We have discovered the following laws:

d. The quality of the vapors emitted by a mixture of water and alcohol varies according to the alcoholic richness of the solution, but is not in simple proportion thereto.

e. The quality of the vapors emitted by a definite mixture of water and alcohol varies according to the temperature.

f. In a same solution of water and alcohol, it is at low temperatures that the vapors emitted by the mixture contain the largest proportion of alcohol.

g. The more the temperature rises the more the tensions of the two liquids tend to become equalized.

We have been able to verify these different laws experimentally, and to find an interesting confirmation of our general formula of maximum tensions, in the following way:

Let us take a test tube containing a 50 per cent. solution of alcohol and water, plunge it into water of 20°C., and put its interior in hermetic communication with the receiver of a mercurial air-pump.

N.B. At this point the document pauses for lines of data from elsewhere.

//! Client session lifecycle
//!
//! A [`ClientSession`] owns exactly one opaque driver handle for the
//! lifetime of a logical mount: created once, configured with zero or
//! more key/value options, started once, closed once. The handle is
//! released at most once even if `close` races with `Drop`.
//!
//! Sessions are shared across threads without any lock of their own;
//! thread safety of the underlying handle is the driver's contract, and
//! adding a lock here would serialize what the native layer parallelizes.
//! Closing a session while other threads still use it (or still hold open
//! descriptors) is a caller hazard this layer does not detect.

use std::sync::atomic::{AtomicBool, Ordering};
use std::sync::Arc;

use tracing::debug;

use crate::api::types::{SdkError, SdkResult};
use crate::driver::{Driver, Status};

/// One logical connection to the filesystem, identified by an opaque
/// driver handle.
pub struct ClientSession {
    driver: Arc<dyn Driver>,
    id: u64,
    started: AtomicBool,
    closed: AtomicBool,
}

impl ClientSession {
    /// Ask the driver for a new client handle.
    pub fn create(driver: Arc<dyn Driver>) -> SdkResult<Self> {
        let id = driver.new_client();
        if id == 0 {
            return Err(SdkError::Session(
                "driver refused to allocate a client handle".to_string(),
            ));
        }
        debug!(cid = id, "created client session");
        Ok(Self {
            driver,
            id,
            started: AtomicBool::new(false),
            closed: AtomicBool::new(false),
        })
    }

    /// The opaque driver handle. Valid until [`ClientSession::close`].
    pub fn id(&self) -> u64 {
        self.id
    }

    pub fn driver(&self) -> &dyn Driver {
        self.driver.as_ref()
    }

    pub fn is_started(&self) -> bool {
        self.started.load(Ordering::Acquire)
    }

    /// Apply one configuration option. Only valid before [`ClientSession::start`].
    pub fn configure(&self, key: &str, value: &str) -> SdkResult<()> {
        if key.trim().is_empty() {
            return Err(SdkError::InvalidArgument(
                "configuration key must not be blank".to_string(),
            ));
        }
        if self.is_started() {
            return Err(SdkError::Session(format!(
                "cannot set {key:?}: session already started"
            )));
        }
        let st = self.driver.set_client(self.id, key, value);
        if !Status::classify(st).is_ok() {
            return Err(SdkError::Session(format!(
                "driver rejected option {key:?}={value:?} (status {st})"
            )));
        }
        Ok(())
    }

    /// Finalize configuration and bring the session live. Calling twice
    /// is a caller error; this is not idempotent.
    pub fn start(&self) -> SdkResult<()> {
        if self.started.swap(true, Ordering::AcqRel) {
            return Err(SdkError::Session("session already started".to_string()));
        }
        let st = self.driver.start_client(self.id);
        if !Status::classify(st).is_ok() {
            // Allow reconfiguration and another start attempt.
            self.started.store(false, Ordering::Release);
            return Err(SdkError::Session(format!(
                "failed to start session {} (status {st})",
                self.id
            )));
        }
        debug!(cid = self.id, "session started");
        Ok(())
    }

    /// Release the driver handle. Safe to call whether or not `start`
    /// ever succeeded, and safe to call more than once; the handle is
    /// released exactly once.
    pub fn close(&self) {
        if !self.closed.swap(true, Ordering::AcqRel) {
            debug!(cid = self.id, "closing client session");
            self.driver.close_client(self.id);
        }
    }
}

impl Drop for ClientSession {
    fn drop(&mut self) {
        self.close();
    }
}

impl std::fmt::Debug for ClientSession {
    fn fmt(&self, f: &mut std::fmt::Formatter<'_>) -> std::fmt::Result {
        f.debug_struct("ClientSession")
            .field("id", &self.id)
            .field("started", &self.is_started())
            .field("closed", &self.closed.load(Ordering::Acquire))
            .finish()
    }
}

#[cfg(test)]
mod tests {
    use super::*;
    use std::sync::atomic::AtomicUsize;

    use crate::driver::{CountDirResult, OpenResult, StatInfo};

    /// Driver stub that accepts everything and counts closes.
    #[derive(Default)]
    struct StubDriver {
        refuse_handle: bool,
        closes: AtomicUsize,
    }

    impl Driver for StubDriver {
        fn new_client(&self) -> u64 {
            if self.refuse_handle {
                0
            } else {
                7
            }
        }
        fn set_client(&self, _cid: u64, _key: &str, _value: &str) -> i32 {
            0
        }
        fn start_client(&self, _cid: u64) -> i32 {
            0
        }
        fn close_client(&self, _cid: u64) {
            self.closes.fetch_add(1, Ordering::SeqCst);
        }
        fn open(
            &self,
            _cid: u64,
            _path: &str,
            _flags: i32,
            _mode: u32,
            _uid: u32,
            _gid: u32,
            _res: &mut OpenResult,
        ) -> i32 {
            0
        }
        fn flush(&self, _cid: u64, _fd: i64) -> i32 {
            0
        }
        fn close(&self, _cid: u64, _fd: i64) -> i32 {
            0
        }
        fn write(&self, _cid: u64, _fd: i64, _offset: i64, data: &[u8]) -> i64 {
            data.len() as i64
        }
        fn read(&self, _cid: u64, _fd: i64, _offset: i64, _buf: &mut [u8]) -> i64 {
            0
        }
        fn mkdirs(&self, _cid: u64, _path: &str, _mode: u32, _uid: u32, _gid: u32) -> i32 {
            0
        }
        fn unlink(&self, _cid: u64, _path: &str) -> i32 {
            0
        }
        fn rmdir(&self, _cid: u64, _path: &str, _recursive: bool) -> i32 {
            0
        }
        fn rename(&self, _cid: u64, _from: &str, _to: &str) -> i32 {
            0
        }
        fn getattr(&self, _cid: u64, _path: &str, _info: &mut StatInfo) -> i32 {
            0
        }
        fn setattr_by_path(&self, _cid: u64, _path: &str, _info: &StatInfo) -> i32 {
            0
        }
        fn countdir(&self, _cid: u64, _path: &str, _res: &mut CountDirResult) -> i32 {
            0
        }
        fn listattr(&self, _cid: u64, _ino: u64, _infos: &mut [StatInfo]) -> i32 {
            0
        }
    }

    #[test]
    fn test_create_rejects_zero_handle() {
        let driver = Arc::new(StubDriver {
            refuse_handle: true,
            ..Default::default()
        });
        assert!(matches!(
            ClientSession::create(driver),
            Err(SdkError::Session(_))
        ));
    }

    #[test]
    fn test_configure_after_start_fails() {
        let session = ClientSession::create(Arc::new(StubDriver::default())).unwrap();
        session.configure("volName", "vol1").unwrap();
        session.start().unwrap();
        assert!(matches!(
            session.configure("volName", "vol2"),
            Err(SdkError::Session(_))
        ));
    }

    #[test]
    fn test_configure_rejects_blank_key() {
        let session = ClientSession::create(Arc::new(StubDriver::default())).unwrap();
        assert!(matches!(
            session.configure("  ", "x"),
            Err(SdkError::InvalidArgument(_))
        ));
    }

    #[test]
    fn test_double_start_fails() {
        let session = ClientSession::create(Arc::new(StubDriver::default())).unwrap();
        session.start().unwrap();
        assert!(session.start().is_err());
    }

    #[test]
    fn test_handle_released_exactly_once() {
        let driver = Arc::new(StubDriver::default());
        let session = ClientSession::create(driver.clone()).unwrap();
        session.start().unwrap();
        session.close();
        session.close();
        drop(session);
        assert_eq!(driver.closes.load(Ordering::SeqCst), 1);
    }
}
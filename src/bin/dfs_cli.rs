//! Diagnostic CLI for the SDK
//!
//! Small smoke-test tool against a real driver build: stat, list, create
//! and remove entries, and dump file contents. Requires the
//! `native-driver` feature (and the driver shared library installed).
//!
//! Usage:
//!   dfs-cli --config /etc/dfs/client.toml ls /
//!   dfs-cli --config /etc/dfs/client.toml cat /data/report.csv

use std::io::Write;
use std::sync::Arc;

use clap::{Parser, Subcommand};

use dfs_sdk::api::file_ops::DfsClient;
use dfs_sdk::api::types::{SdkError, SdkResult};
use dfs_sdk::config::ClientConfig;
use dfs_sdk::driver::native::NativeDriver;
use dfs_sdk::logging;

/// Diagnostic client for the distributed filesystem
#[derive(Parser)]
#[command(name = "dfs-cli")]
#[command(about = "Smoke-test client for the distributed filesystem")]
struct Args {
    /// Mount configuration (TOML)
    #[arg(long, default_value = "/etc/dfs/client.toml")]
    config: String,

    #[command(subcommand)]
    cmd: Cmd,
}

#[derive(Subcommand)]
enum Cmd {
    /// Print the attributes of a path
    Stat { path: String },

    /// List a directory
    Ls { path: String },

    /// Create a directory, including missing parents
    Mkdirs {
        path: String,

        /// Permission bits, octal
        #[arg(long, default_value = "755", value_parser = parse_octal)]
        mode: u32,
    },

    /// Remove a file
    Rm { path: String },

    /// Remove a directory
    Rmdir {
        path: String,

        #[arg(long)]
        recursive: bool,
    },

    /// Dump a file to stdout
    Cat { path: String },
}

fn parse_octal(s: &str) -> Result<u32, String> {
    u32::from_str_radix(s.trim_start_matches("0o"), 8).map_err(|e| e.to_string())
}

fn main() {
    let args = Args::parse();

    let config = match ClientConfig::from_file(&args.config) {
        Ok(config) => config,
        Err(e) => {
            eprintln!("dfs-cli: {e}");
            std::process::exit(1);
        }
    };
    logging::init(&config.log_level);

    let fs = match DfsClient::mount(Arc::new(NativeDriver::new()), &config) {
        Ok(fs) => fs,
        Err(e) => {
            eprintln!("dfs-cli: mount failed: {e}");
            std::process::exit(1);
        }
    };

    if let Err(e) = run(&fs, args.cmd) {
        eprintln!("dfs-cli: {e}");
        std::process::exit(1);
    }
}

fn run(fs: &DfsClient, cmd: Cmd) -> SdkResult<()> {
    match cmd {
        Cmd::Stat { path } => match fs.get_attr(&path)? {
            Some(info) => println!("{info:?}"),
            None => println!("{path}: no such entry"),
        },
        Cmd::Ls { path } => {
            for entry in fs.list(&path)? {
                println!(
                    "{:06o} {:>6} {:>6} {:>12} {}",
                    entry.mode, entry.uid, entry.gid, entry.size, entry.name
                );
            }
        }
        Cmd::Mkdirs { path, mode } => {
            let (uid, gid) = unsafe { (libc::getuid(), libc::getgid()) };
            fs.mkdirs(&path, mode, uid, gid)?;
        }
        Cmd::Rm { path } => fs.unlink(&path)?,
        Cmd::Rmdir { path, recursive } => fs.rmdir(&path, recursive)?,
        Cmd::Cat { path } => {
            let open = fs.open(&path, libc::O_RDONLY, 0, 0, 0)?;
            let mut offset: i64 = 0;
            let mut buf = vec![0u8; 64 * 1024];
            let stdout = std::io::stdout();
            let mut out = stdout.lock();
            loop {
                match fs.read(open.fd, offset, &mut buf) {
                    Ok(0) => break,
                    Ok(n) => {
                        out.write_all(&buf[..n]).expect("write to stdout");
                        offset += n as i64;
                    }
                    Err(SdkError::EndOfStream { .. }) => break,
                    Err(e) => {
                        let _ = fs.close(open.fd);
                        return Err(e);
                    }
                }
            }
            fs.close(open.fd)?;
        }
    }
    Ok(())
}
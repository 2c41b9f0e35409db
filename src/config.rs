//! Mount configuration
//!
//! A [`ClientConfig`] describes one logical mount: which cluster to talk
//! to, which volume, and how the native driver should behave. It loads
//! from TOML and is pushed into a not-yet-started session as the driver's
//! key/value options.

use serde::{Deserialize, Serialize};
use std::path::PathBuf;

/// Default configuration constants
pub mod defaults {
    /// Default log level for the driver and for [`crate::logging::init`].
    pub const fn default_log_level() -> &'static str {
        "info"
    }

    /// Serve reads from follower metadata replicas by default?
    pub const FOLLOWER_READ: bool = false;
}

/// Configuration for one mount.
#[derive(Debug, Clone, Serialize, Deserialize)]
pub struct ClientConfig {
    /// Master (metadata service) addresses, comma-separated host:port.
    pub master_addr: String,

    /// Volume to mount.
    pub vol_name: String,

    /// Volume owner credential.
    pub owner: String,

    /// Driver log directory. Driver default applies when unset.
    #[serde(default)]
    pub log_dir: Option<PathBuf>,

    /// Log level (trace, debug, info, warn, error)
    #[serde(default = "default_log_level")]
    pub log_level: String,

    /// Allow reads from follower metadata replicas.
    #[serde(default = "default_follower_read")]
    pub follower_read: bool,
}

fn default_log_level() -> String {
    defaults::default_log_level().to_string()
}

fn default_follower_read() -> bool {
    defaults::FOLLOWER_READ
}

impl ClientConfig {
    /// Load configuration from TOML file
    pub fn from_file(path: &str) -> Result<Self, ConfigError> {
        let contents = std::fs::read_to_string(path)
            .map_err(|e| ConfigError::ReadError(format!("Failed to read config file: {}", e)))?;

        let config: ClientConfig = toml::from_str(&contents)
            .map_err(|e| ConfigError::ParseError(format!("Failed to parse config: {}", e)))?;

        config.validate()?;

        Ok(config)
    }

    /// Save configuration to TOML file
    pub fn to_file(&self, path: &str) -> Result<(), ConfigError> {
        let contents = toml::to_string_pretty(self).map_err(|e| {
            ConfigError::SerializeError(format!("Failed to serialize config: {}", e))
        })?;

        std::fs::write(path, contents)
            .map_err(|e| ConfigError::WriteError(format!("Failed to write config file: {}", e)))?;

        Ok(())
    }

    /// The driver option key/value pairs this configuration expands to,
    /// in the order they are applied to a session.
    pub fn options(&self) -> Vec<(&'static str, String)> {
        let mut opts = vec![
            ("masterAddr", self.master_addr.clone()),
            ("volName", self.vol_name.clone()),
            ("owner", self.owner.clone()),
            ("logLevel", self.log_level.clone()),
            ("followerRead", self.follower_read.to_string()),
        ];
        if let Some(dir) = &self.log_dir {
            opts.push(("logDir", dir.display().to_string()));
        }
        opts
    }

    /// Validate configuration
    pub fn validate(&self) -> Result<(), ConfigError> {
        if self.master_addr.is_empty() {
            return Err(ConfigError::ValidationError(
                "Master address cannot be empty".to_string(),
            ));
        }

        if self.vol_name.is_empty() {
            return Err(ConfigError::ValidationError(
                "Volume name cannot be empty".to_string(),
            ));
        }

        match self.log_level.as_str() {
            "trace" | "debug" | "info" | "warn" | "error" => {}
            _ => {
                return Err(ConfigError::ValidationError(format!(
                    "Invalid log level: {}",
                    self.log_level
                )));
            }
        }

        Ok(())
    }
}

/// Configuration error types
#[derive(Debug, thiserror::Error)]
pub enum ConfigError {
    #[error("Failed to read config: {0}")]
    ReadError(String),

    #[error("Failed to parse config: {0}")]
    ParseError(String),

    #[error("Failed to serialize config: {0}")]
    SerializeError(String),

    #[error("Failed to write config: {0}")]
    WriteError(String),

    #[error("Configuration validation error: {0}")]
    ValidationError(String),
}

#[cfg(test)]
mod tests {
    use super::*;

    fn sample() -> ClientConfig {
        ClientConfig {
            master_addr: "10.0.0.1:17010,10.0.0.2:17010".to_string(),
            vol_name: "vol1".to_string(),
            owner: "svc".to_string(),
            log_dir: None,
            log_level: default_log_level(),
            follower_read: false,
        }
    }

    #[test]
    fn test_config_validation() {
        let mut config = sample();
        assert!(config.validate().is_ok());

        config.master_addr = "".to_string();
        assert!(config.validate().is_err());

        config = sample();
        config.vol_name = "".to_string();
        assert!(config.validate().is_err());

        config = sample();
        config.log_level = "loud".to_string();
        assert!(config.validate().is_err());
    }

    #[test]
    fn test_config_serialization() {
        let config = sample();
        let toml_str = toml::to_string(&config).unwrap();
        let deserialized: ClientConfig = toml::from_str(&toml_str).unwrap();

        assert_eq!(config.master_addr, deserialized.master_addr);
        assert_eq!(config.vol_name, deserialized.vol_name);
    }

    #[test]
    fn test_config_from_file() {
        let file = tempfile::NamedTempFile::new().unwrap();
        sample().to_file(file.path().to_str().unwrap()).unwrap();

        let loaded = ClientConfig::from_file(file.path().to_str().unwrap()).unwrap();
        assert_eq!(loaded.vol_name, "vol1");
        assert_eq!(loaded.log_level, "info");
        assert!(!loaded.follower_read);
    }

    #[test]
    fn test_options_skip_unset_log_dir() {
        let mut config = sample();
        let opts = config.options();
        assert!(opts.iter().all(|(k, _)| *k != "logDir"));
        assert!(opts.iter().any(|(k, v)| *k == "volName" && v == "vol1"));

        config.log_dir = Some(PathBuf::from("/var/log/dfs"));
        let opts = config.options();
        assert!(opts.iter().any(|(k, v)| *k == "logDir" && v == "/var/log/dfs"));
    }
}
//! Tracing initialization
//!
//! The SDK logs through `tracing` and never installs a subscriber on its
//! own: a host application that already set one up keeps it. [`init`] is
//! for processes where this crate is the main event (the CLI, tests).

use tracing_subscriber::layer::SubscriberExt;
use tracing_subscriber::util::SubscriberInitExt;
use tracing_subscriber::EnvFilter;

/// Initialize a global subscriber at `level`, overridable via `RUST_LOG`.
///
/// Does nothing if a subscriber is already installed.
pub fn init(level: &str) {
    let filter = EnvFilter::try_from_default_env().unwrap_or_else(|_| EnvFilter::new(level));

    let fmt_layer = tracing_subscriber::fmt::layer()
        .with_file(true)
        .with_line_number(true)
        .with_writer(std::io::stderr);

    let _ = tracing_subscriber::registry()
        .with(filter)
        .with(fmt_layer)
        .try_init();
}
//! Security subsystem.
//!
//! # Data Flow
//! ```text
//! Incoming request:
//!     → rate_limit.rs (check per-IP token bucket)
//!     → headers.rs (sanitize, add X-Forwarded-*)
//!     → Pass to forwarding
//! ```
//!
//! # Design Decisions
//! - Fail closed: reject on any security check failure
//! - No trust in client input; forwarded headers honored only from
//!   configured trusted peers

pub mod headers;
pub mod rate_limit;

pub use headers::{is_upgrade_request, HeaderPolicy};
pub use rate_limit::RateLimiter;
//! Configuration schema definitions.
//!
//! This module defines the complete configuration structure for the proxy.
//! All types derive Serde traits for deserialization from config files.

use serde::{Deserialize, Serialize};

/// Root configuration for the dispatch proxy.
#[derive(Debug, Clone, Deserialize, Serialize, Default)]
#[serde(default)]
pub struct ProxyConfig {
    /// Listener configuration (bind address, connection limits).
    pub listener: ListenerConfig,

    /// Upstream pool definition and discovery settings.
    pub upstream: UpstreamConfig,

    /// Per-client-IP rate limiting configuration.
    pub rate_limit: RateLimitConfig,

    /// Forwarding configuration (timeouts, buffering, keep-alive).
    pub forward: ForwardConfig,

    /// Forwarded-header rewriting policy.
    pub headers: HeaderConfig,

    /// Access log sink configuration.
    pub access_log: AccessLogConfig,

    /// Observability settings.
    pub observability: ObservabilityConfig,
}

/// Listener configuration.
#[derive(Debug, Clone, Deserialize, Serialize)]
#[serde(default)]
pub struct ListenerConfig {
    /// Bind address (e.g., "0.0.0.0:8080").
    pub bind_address: String,

    /// Maximum concurrent connections (backpressure).
    pub max_connections: usize,
}

impl Default for ListenerConfig {
    fn default() -> Self {
        Self {
            bind_address: "0.0.0.0:8080".to_string(),
            max_connections: 10_000,
        }
    }
}

/// Upstream pool configuration.
///
/// Backends are listed as `host:port` entries. Hostnames are resolved at
/// startup; a name resolving to several addresses contributes one backend
/// per address, preserving list order for round-robin fairness.
#[derive(Debug, Clone, Deserialize, Serialize, Default)]
#[serde(default)]
pub struct UpstreamConfig {
    /// Backend server entries, in rotation order.
    pub backends: Vec<BackendEntry>,

    /// Interval for re-resolving backend hostnames, in seconds.
    /// Zero disables re-resolution (pool membership fixed at startup).
    pub resolve_interval_secs: u64,
}

/// A single upstream backend entry.
#[derive(Debug, Clone, Deserialize, Serialize)]
pub struct BackendEntry {
    /// Backend address (e.g., "127.0.0.1:3000" or "backend:8000").
    pub address: String,

    /// Weight for weighted rotation (default: 1).
    #[serde(default = "default_weight")]
    pub weight: u32,
}

fn default_weight() -> u32 {
    1
}

/// Rate limiting configuration.
#[derive(Debug, Clone, Deserialize, Serialize)]
#[serde(default)]
pub struct RateLimitConfig {
    /// Enable rate limiting.
    pub enabled: bool,

    /// Sustained refill rate, tokens per second per client IP.
    pub rate_per_sec: f64,

    /// Bucket capacity (burst size) per client IP.
    pub burst: u32,

    /// Maximum number of tracked client IPs. Least-recently-seen
    /// entries are evicted when the table is full.
    pub table_capacity: usize,
}

impl Default for RateLimitConfig {
    fn default() -> Self {
        Self {
            enabled: true,
            rate_per_sec: 5.0,
            burst: 10,
            table_capacity: 65_536,
        }
    }
}

/// Forwarding configuration for the upstream leg.
#[derive(Debug, Clone, Deserialize, Serialize)]
#[serde(default)]
pub struct ForwardConfig {
    /// Maximum request body size in bytes. Larger bodies are rejected
    /// with 413 before any byte reaches a backend.
    pub max_body_size: usize,

    /// Allocation granularity for request body buffering, in bytes.
    pub body_buffer_chunk_size: usize,

    /// Connection establishment timeout in seconds.
    pub connect_timeout_secs: u64,

    /// Timeout for transmitting response data toward the client in seconds.
    pub send_timeout_secs: u64,

    /// Timeout for awaiting/reading the backend response in seconds.
    pub read_timeout_secs: u64,

    /// Idle keep-alive for reusable backend connections in seconds.
    pub keepalive_timeout_secs: u64,

    /// Number of in-flight response buffers per request.
    pub response_buffer_count: usize,

    /// Size of each response buffer in bytes.
    pub response_buffer_size: usize,
}

impl Default for ForwardConfig {
    fn default() -> Self {
        Self {
            max_body_size: 10 * 1024 * 1024,
            body_buffer_chunk_size: 128 * 1024,
            connect_timeout_secs: 90,
            send_timeout_secs: 90,
            read_timeout_secs: 90,
            keepalive_timeout_secs: 29,
            response_buffer_count: 32,
            response_buffer_size: 4096,
        }
    }
}

/// Forwarded-header rewriting policy.
#[derive(Debug, Clone, Deserialize, Serialize)]
#[serde(default)]
pub struct HeaderConfig {
    /// Peers whose inbound X-Forwarded-* headers are honored.
    /// Anything else gets its forwarded headers overwritten.
    pub trusted_proxies: Vec<String>,

    /// Externally visible host name, sent to backends as Host and
    /// X-Forwarded-Host. Falls back to the inbound Host when unset.
    pub external_host_name: Option<String>,

    /// Scheme clients use to reach the proxy ("http" or "https").
    /// Sent as X-Forwarded-Proto, independent of the upstream leg.
    pub inbound_scheme: String,
}

impl Default for HeaderConfig {
    fn default() -> Self {
        Self {
            trusted_proxies: Vec::new(),
            external_host_name: None,
            inbound_scheme: "http".to_string(),
        }
    }
}

/// Access log configuration.
#[derive(Debug, Clone, Deserialize, Serialize)]
#[serde(default)]
pub struct AccessLogConfig {
    /// Log sink: "stdout" or a file path.
    pub sink: String,

    /// Entry buffer size. When the writer falls behind, entries beyond
    /// this buffer are dropped rather than delaying responses.
    pub buffer: usize,
}

impl Default for AccessLogConfig {
    fn default() -> Self {
        Self {
            sink: "stdout".to_string(),
            buffer: 1024,
        }
    }
}

/// Observability configuration.
#[derive(Debug, Clone, Deserialize, Serialize)]
#[serde(default)]
pub struct ObservabilityConfig {
    /// Log level (trace, debug, info, warn, error).
    pub log_level: String,

    /// Enable metrics endpoint.
    pub metrics_enabled: bool,

    /// Metrics endpoint bind address.
    pub metrics_address: String,
}

impl Default for ObservabilityConfig {
    fn default() -> Self {
        Self {
            log_level: "info".to_string(),
            metrics_enabled: false,
            metrics_address: "0.0.0.0:9090".to_string(),
        }
    }
}
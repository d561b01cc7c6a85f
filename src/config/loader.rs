//! Configuration loading from disk.

use std::fs;
use std::path::Path;

use crate::config::schema::ProxyConfig;
use crate::config::validation::{validate_config, ValidationError};

/// Error type for configuration loading.
#[derive(Debug)]
pub enum ConfigError {
    Io(std::io::Error),
    Parse(toml::de::Error),
    Validation(Vec<ValidationError>),
}

impl std::fmt::Display for ConfigError {
    fn fmt(&self, f: &mut std::fmt::Formatter<'_>) -> std::fmt::Result {
        match self {
            ConfigError::Io(e) => write!(f, "IO error: {}", e),
            ConfigError::Parse(e) => write!(f, "Parse error: {}", e),
            ConfigError::Validation(errors) => {
                write!(f, "Validation failed: ")?;
                for (i, err) in errors.iter().enumerate() {
                    if i > 0 {
                        write!(f, ", ")?;
                    }
                    write!(f, "{}", err)?;
                }
                Ok(())
            }
        }
    }
}

impl std::error::Error for ConfigError {}

/// Load and validate configuration from a TOML file.
pub fn load_config(path: &Path) -> Result<ProxyConfig, ConfigError> {
    let content = fs::read_to_string(path).map_err(ConfigError::Io)?;
    let config: ProxyConfig = toml::from_str(&content).map_err(ConfigError::Parse)?;

    validate_config(&config).map_err(ConfigError::Validation)?;

    Ok(config)
}
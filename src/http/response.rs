//! Response handling and transformation.
//!
//! # Responsibilities
//! - Map forwarding errors to client-facing status codes
//! - Strip hop-by-hop headers from backend responses
//!
//! # Design Decisions
//! - Streaming responses avoid buffering entire body (see forward::body)
//! - Backend timeouts result in 504 Gateway Timeout
//! - Error bodies are short plain text, never backend internals

use axum::body::Body;
use axum::http::header::{HeaderMap, HeaderName, CONNECTION};
use axum::http::{Response, StatusCode};
use axum::response::IntoResponse;

use crate::forward::ForwardError;
use crate::observability::RequestOutcome;

/// Response-side hop-by-hop headers dropped before relaying.
const HOP_BY_HOP: [HeaderName; 4] = [
    HeaderName::from_static("keep-alive"),
    HeaderName::from_static("proxy-authenticate"),
    HeaderName::from_static("te"),
    HeaderName::from_static("trailer"),
];

/// Classify a forwarding error into status code and terminal outcome.
pub fn classify(error: &ForwardError) -> (StatusCode, RequestOutcome) {
    match error {
        ForwardError::ReadTimeout => (StatusCode::GATEWAY_TIMEOUT, RequestOutcome::TimedOut),
        ForwardError::Connect(_) => (StatusCode::BAD_GATEWAY, RequestOutcome::BackendError),
        ForwardError::Upstream(_) => (StatusCode::BAD_GATEWAY, RequestOutcome::BackendError),
        ForwardError::Request(_) => (StatusCode::BAD_GATEWAY, RequestOutcome::BackendError),
        ForwardError::BodyTooLarge => {
            (StatusCode::PAYLOAD_TOO_LARGE, RequestOutcome::BodyTooLarge)
        }
        ForwardError::BodyRead(_) => (StatusCode::BAD_REQUEST, RequestOutcome::Completed),
    }
}

/// Build a short plain-text error response.
pub fn error_response(status: StatusCode, message: &'static str) -> Response<Body> {
    (status, message).into_response()
}

/// Client-facing message for an error status.
pub fn status_message(status: StatusCode) -> &'static str {
    match status {
        StatusCode::GATEWAY_TIMEOUT => "Backend timed out",
        StatusCode::BAD_GATEWAY => "Upstream request failed",
        StatusCode::PAYLOAD_TOO_LARGE => "Request body too large",
        StatusCode::SERVICE_UNAVAILABLE => "No backends available",
        StatusCode::TOO_MANY_REQUESTS => "Rate limit exceeded",
        StatusCode::BAD_REQUEST => "Malformed request",
        _ => "Request failed",
    }
}

/// Remove hop-by-hop headers from a backend response.
pub fn strip_hop_by_hop(headers: &mut HeaderMap) {
    headers.remove(CONNECTION);
    for name in &HOP_BY_HOP {
        headers.remove(name);
    }
}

We vaporize at 20° a certain quantity of the liquid, and the vapors fill the known capacity of the pump. The pressure of the gases in the interior is ascertained by a pressure gauge, and this pressure should be constant if care is taken to act upon a sufficient mass of liquid and with moderate speed. When the receiver of the air-pump is full of vapors, communication between it and the test-tube is shut off, and communication is effected with a second test-tube, like the first, plunged into the same water at 20°. Care must be taken beforehand to create a perfect vacuum in this test-tube.

On causing the mercury to rise into the space that it previously occupied, the vapors are made to condense in the second test-tube at the same temperature as that at which they were formed.

We immediately ascertain that the pressure-gauge shows an elevation of pressure; moreover, the proof of the condensed alcohol has very perceptibly risen.

If, instead of causing these vapors to condense in the second test-tube, we leave the first communication open, the vapors recondense in the first test-tube without any elevation of pressure; and we do not see the least trace of liquid forming in the second test tube.

This difference of pressure in the two foregoing experiments must be attributed, then, to the specific action of the water on the vapors of alcohol. Now we can calculate the difference of the work of the pump, and put at 1 kilogramme of condensed liquid the difference of mechanical work represented in kilogrammeters. What is remarkable is that this difference is absolutely the equivalent of the heat disengaged when the condensed liquid and the old liquid are remixed; there is a complete identity. Thus the affinity of the water for the alcohol modifies the tension of the vapors which form or condense upon the free surface of the mixture. The two phenomena are closely connected by the law of equivalence.